:: THE DATA ::
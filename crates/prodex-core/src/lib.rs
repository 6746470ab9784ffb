//! Prodex Core - product model kernel
//!
//! In-memory model of policy and product type hierarchies and the product
//! components that configure them:
//! - type hierarchy navigation with cycle-tolerant walks
//! - association, duplicate property, type and component validation
//! - product structures built from component links
//! - deep copy of component structures
//! - formula parameter resolution
//! - document encoding for persistence

pub mod cache;
pub mod copy;
pub mod errors;
pub mod formula;
pub mod hierarchy;
pub mod logging_facility;
pub mod model;
pub mod notify;
pub mod ops;
pub mod persistence;
pub mod rules;
pub mod settings;
pub mod structure;

// Re-export commonly used types
pub use cache::ValidationCache;
pub use copy::{CopyOutcome, CopyRequest, DeepCopyEngine, PersistenceTarget};
pub use errors::{ProdexError, PxError, PxErrorKind, Result};
pub use formula::{resolve_parameters, CompileOutcome, FormulaCompiler, FormulaContext};
pub use model::{Association, Attribute, ProductComponent, Type, TypeKind};
pub use notify::{ChangeBroadcaster, ChangeEvent, ChangeListener};
pub use ops::ModelStore;
pub use rules::{Message, MessageCode, MessageList, Severity};
pub use settings::ModelSettings;
pub use structure::{ComponentSource, NodeId, ProductStructure};
use chrono::NaiveDate;
use serde::{Deserialize, Serialize};

use super::association::Cardinality;

/// Product component - a configured instance of a product type
///
/// References its policy type by name; the product type follows from the
/// policy type's twin. Owns its generations exclusively.
#[derive(Debug, Clone, PartialEq, Serialize, Deserialize)]
pub struct ProductComponent {
    /// Qualified name, the persisted identity of the component
    pub name: String,

    /// Qualified name of the configured policy type
    pub policy_type: String,

    #[serde(default)]
    pub project: String,

    #[serde(default)]
    pub generations: Vec<Generation>,
}

impl ProductComponent {
    pub fn new(name: impl Into<String>, policy_type: impl Into<String>) -> Self {
        Self {
            name: name.into(),
            policy_type: policy_type.into(),
            project: String::new(),
            generations: Vec::new(),
        }
    }

    /// The generation in effect on `date`
    ///
    /// That is the generation with the latest `valid_from` not after `date`.
    pub fn generation_effective_on(&self, date: NaiveDate) -> Option<&Generation> {
        self.generations
            .iter()
            .filter(|g| g.valid_from <= date)
            .max_by_key(|g| g.valid_from)
    }

    pub fn latest_generation(&self) -> Option<&Generation> {
        self.generations.iter().max_by_key(|g| g.valid_from)
    }

    pub fn has_generations(&self) -> bool {
        !self.generations.is_empty()
    }

    pub fn add_generation(&mut self, generation: Generation) {
        self.generations.push(generation);
    }
}

/// Generation - the component's configuration from `valid_from` onwards
#[derive(Debug, Clone, PartialEq, Serialize, Deserialize)]
pub struct Generation {
    pub valid_from: NaiveDate,

    #[serde(default)]
    pub config_elements: Vec<ConfigElement>,

    #[serde(default)]
    pub links: Vec<Link>,

    #[serde(default)]
    pub table_content_usages: Vec<TableContentUsage>,
}

impl Generation {
    pub fn new(valid_from: NaiveDate) -> Self {
        Self {
            valid_from,
            config_elements: Vec::new(),
            links: Vec::new(),
            table_content_usages: Vec::new(),
        }
    }

    pub fn config_element(&self, property: &str) -> Option<&ConfigElement> {
        self.config_elements.iter().find(|c| c.property == property)
    }

    pub fn config_element_mut(&mut self, property: &str) -> Option<&mut ConfigElement> {
        self.config_elements
            .iter_mut()
            .find(|c| c.property == property)
    }

    /// Links that instantiate one association
    pub fn links_for<'a>(&'a self, association: &'a str) -> impl Iterator<Item = &'a Link> + 'a {
        self.links.iter().filter(move |l| l.association == association)
    }

    pub fn add_link(&mut self, link: Link) {
        self.links.push(link);
    }

    pub fn add_config_element(&mut self, element: ConfigElement) {
        self.config_elements.push(element);
    }
}

/// Value binding for one configured property
#[derive(Debug, Clone, PartialEq, Serialize, Deserialize)]
pub struct ConfigElement {
    /// Attribute name, or formula signature name for formulas
    pub property: String,

    #[serde(flatten)]
    pub value: ConfigValue,
}

impl ConfigElement {
    pub fn value(property: impl Into<String>, value: Option<&str>) -> Self {
        Self {
            property: property.into(),
            value: ConfigValue::Value {
                value: value.map(str::to_string),
            },
        }
    }

    pub fn formula(property: impl Into<String>, expression: impl Into<String>) -> Self {
        Self {
            property: property.into(),
            value: ConfigValue::Formula(Formula::new(expression)),
        }
    }

    pub fn as_formula(&self) -> Option<&Formula> {
        match &self.value {
            ConfigValue::Formula(f) => Some(f),
            ConfigValue::Value { .. } => None,
        }
    }

    pub fn as_formula_mut(&mut self) -> Option<&mut Formula> {
        match &mut self.value {
            ConfigValue::Formula(f) => Some(f),
            ConfigValue::Value { .. } => None,
        }
    }
}

/// Either a plain value or a formula
#[derive(Debug, Clone, PartialEq, Serialize, Deserialize)]
#[serde(tag = "kind", rename_all = "snake_case")]
pub enum ConfigValue {
    Value {
        #[serde(default)]
        value: Option<String>,
    },
    Formula(Formula),
}

/// Formula expression with its test cases
#[derive(Debug, Clone, PartialEq, Serialize, Deserialize)]
pub struct Formula {
    pub expression: String,

    #[serde(default)]
    pub test_cases: Vec<FormulaTestCase>,
}

impl Formula {
    pub fn new(expression: impl Into<String>) -> Self {
        Self {
            expression: expression.into(),
            test_cases: Vec::new(),
        }
    }
}

/// Named set of input values plus the expected result
#[derive(Debug, Clone, PartialEq, Serialize, Deserialize)]
pub struct FormulaTestCase {
    pub name: String,

    #[serde(default)]
    pub input_values: Vec<FormulaTestInputValue>,

    #[serde(default)]
    pub expected_result: Option<String>,
}

impl FormulaTestCase {
    pub fn new(name: impl Into<String>) -> Self {
        Self {
            name: name.into(),
            input_values: Vec::new(),
            expected_result: None,
        }
    }

    pub fn input_value(&self, identifier: &str) -> Option<&FormulaTestInputValue> {
        self.input_values
            .iter()
            .find(|v| v.identifier == identifier)
    }

    /// Align the input values with the identifiers a formula uses
    ///
    /// Adds an empty input for every new identifier and drops inputs whose
    /// identifier is no longer used. Existing values are kept. Returns
    /// whether anything changed.
    pub fn sync_input_values<'a, I>(&mut self, identifiers: I) -> bool
    where
        I: IntoIterator<Item = &'a str>,
    {
        let wanted: Vec<&str> = identifiers.into_iter().collect();
        let before = self.input_values.len();
        self.input_values
            .retain(|v| wanted.contains(&v.identifier.as_str()));
        let mut changed = self.input_values.len() != before;

        for identifier in wanted {
            if self.input_value(identifier).is_none() {
                self.input_values.push(FormulaTestInputValue {
                    identifier: identifier.to_string(),
                    value: None,
                });
                changed = true;
            }
        }
        changed
    }
}

#[derive(Debug, Clone, PartialEq, Eq, Serialize, Deserialize)]
pub struct FormulaTestInputValue {
    /// Parameter name or dotted attribute path
    pub identifier: String,

    #[serde(default)]
    pub value: Option<String>,
}

/// Link - an instance of a product-side association
#[derive(Debug, Clone, PartialEq, Serialize, Deserialize)]
pub struct Link {
    /// Singular role name of the instantiated association
    pub association: String,

    /// Name of the target product component
    pub target: String,

    #[serde(default)]
    pub min_cardinality: u32,

    #[serde(default)]
    pub max_cardinality: Cardinality,
}

impl Link {
    pub fn new(association: impl Into<String>, target: impl Into<String>) -> Self {
        Self {
            association: association.into(),
            target: target.into(),
            min_cardinality: 0,
            max_cardinality: Cardinality::Bounded(1),
        }
    }
}

/// Binding of a table structure usage to a concrete table content
#[derive(Debug, Clone, PartialEq, Eq, Serialize, Deserialize)]
pub struct TableContentUsage {
    pub structure_usage: String,
    pub table_content: String,
}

:: AIM OF THE EXERCISE ::
Your task is to quote the lines above, beginning with the first and ending with the one that holds "commonly used types".

:: ANSWER SPACE ::
filename crates/prodex-core/src/lib.rs
repository 6746470ab9784ffb
//! Prodex Core - product model kernel
//!
//! In-memory model of policy and product type hierarchies and the product
//! components that configure them:
//! - type hierarchy navigation with cycle-tolerant walks
//! - association, duplicate property, type and component validation
//! - product structures built from component links
//! - deep copy of component structures
//! - formula parameter resolution
//! - document encoding for persistence

pub mod cache;
pub mod copy;
pub mod errors;
pub mod formula;
pub mod hierarchy;
pub mod logging_facility;
pub mod model;
pub mod notify;
pub mod ops;
pub mod persistence;
pub mod rules;
pub mod settings;
pub mod structure;

// Re-export commonly used types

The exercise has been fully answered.